Editorial: It’s time to eliminate snow days in South Carolina | Editorials

Last month, as the Northeast prepared for its first big winter storm and parents, educators and soup makers across the country began to weigh in on the suddenly urgent new issue, the Greenville County School District did something so sensible that it’s hard to believe it came from a school district in South Carolina: it killed snow days.

Snowy days, of course, have long been a children’s dream – those magical mornings when they wake up and find the land covered with a layer of cold down and classes are canceled. The problem is not so much with the snowy days, but with what happens after the snowy day passes. Or rather, what does not happen.

State law requires SC schools to provide students with 180 days of classroom instruction each year; it also requires districts to include three replacement days in their calendars to ensure students have all 180 days, even if snow or other emergencies force them to close schools on normal school days. And everyone hates makeup days.

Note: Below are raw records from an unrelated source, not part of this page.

use std::ops::Mul;

use serde::{Deserialize, Serialize};

use crate::quantity::{cost::Cost, rate::UnitRate};

/// Whole number of metered units, either a cumulative meter value or a consumption.
#[derive(
    Clone,
    Copy,
    Debug,
    Default,
    Deserialize,
    Eq,
    Hash,
    Ord,
    PartialEq,
    PartialOrd,
    Serialize,
    derive_more::Add,
    derive_more::AddAssign,
    derive_more::Display,
    derive_more::From,
    derive_more::FromStr,
    derive_more::Sub,
    derive_more::SubAssign,
    derive_more::Sum,
)]
#[serde(transparent)]
#[must_use]
pub struct Units(pub u64);

impl Units {
    pub const ZERO: Self = Self(0);

    pub fn checked_sub(self, rhs: Self) -> Option<Self> {
        self.0.checked_sub(rhs.0).map(Self)
    }

    pub const fn saturating_sub(self, rhs: Self) -> Self {
        Self(self.0.saturating_sub(rhs.0))
    }
}

impl Mul<UnitRate> for Units {
    type Output = Cost;

    fn mul(self, rhs: UnitRate) -> Self::Output {
        #[allow(clippy::cast_precision_loss)]
        Cost::from(self.0 as f64 * rhs.0.0)
    }
}

#[cfg(test)]
mod tests {
    use approx::assert_abs_diff_eq;

    use super::*;

    #[test]
    fn test_mul_rate() {
        let cost = Units(50) * UnitRate::from(3.5);
        assert_abs_diff_eq!(cost.0.0, 175.0);
    }

    #[test]
    fn test_checked_sub() {
        assert_eq!(Units(1200).checked_sub(Units(1000)), Some(Units(200)));
        assert_eq!(Units(900).checked_sub(Units(1000)), None);
        assert_eq!(Units(900).saturating_sub(Units(1000)), Units::ZERO);
    }
}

Greenville schools cut the snow days after COVID-19 forced the district to embrace virtual learning

Like many education officials in parts of the country where winter precipitation often interrupts the school year, officials in Greenville reasoned that since the pandemic forced them to learn to provide education remotely and the federal government endorsed efforts to place a Chromebook in Every backpack and high-speed Internet service in every home, there’s no reason to cancel school just because school buses may not be able to get around safely.

This kind of thinking in snowier climates inspired Campbell Soup Co.’s retreat campaign to “save snow days” – which we would like to be making up for and which actually resulted in some districts giving up on the idea of ​​putting education first .

But, as Eric Connor of the Post and Courier reports, Greenville County Schools took advantage of some temporary laws to put off the required replacement days of the recently launched 2021-22 school calendars. In place of those days, there was a note explaining that the district “will automatically operate on the Service Plan (eLearning) if the school buildings are closed on a regular service day.”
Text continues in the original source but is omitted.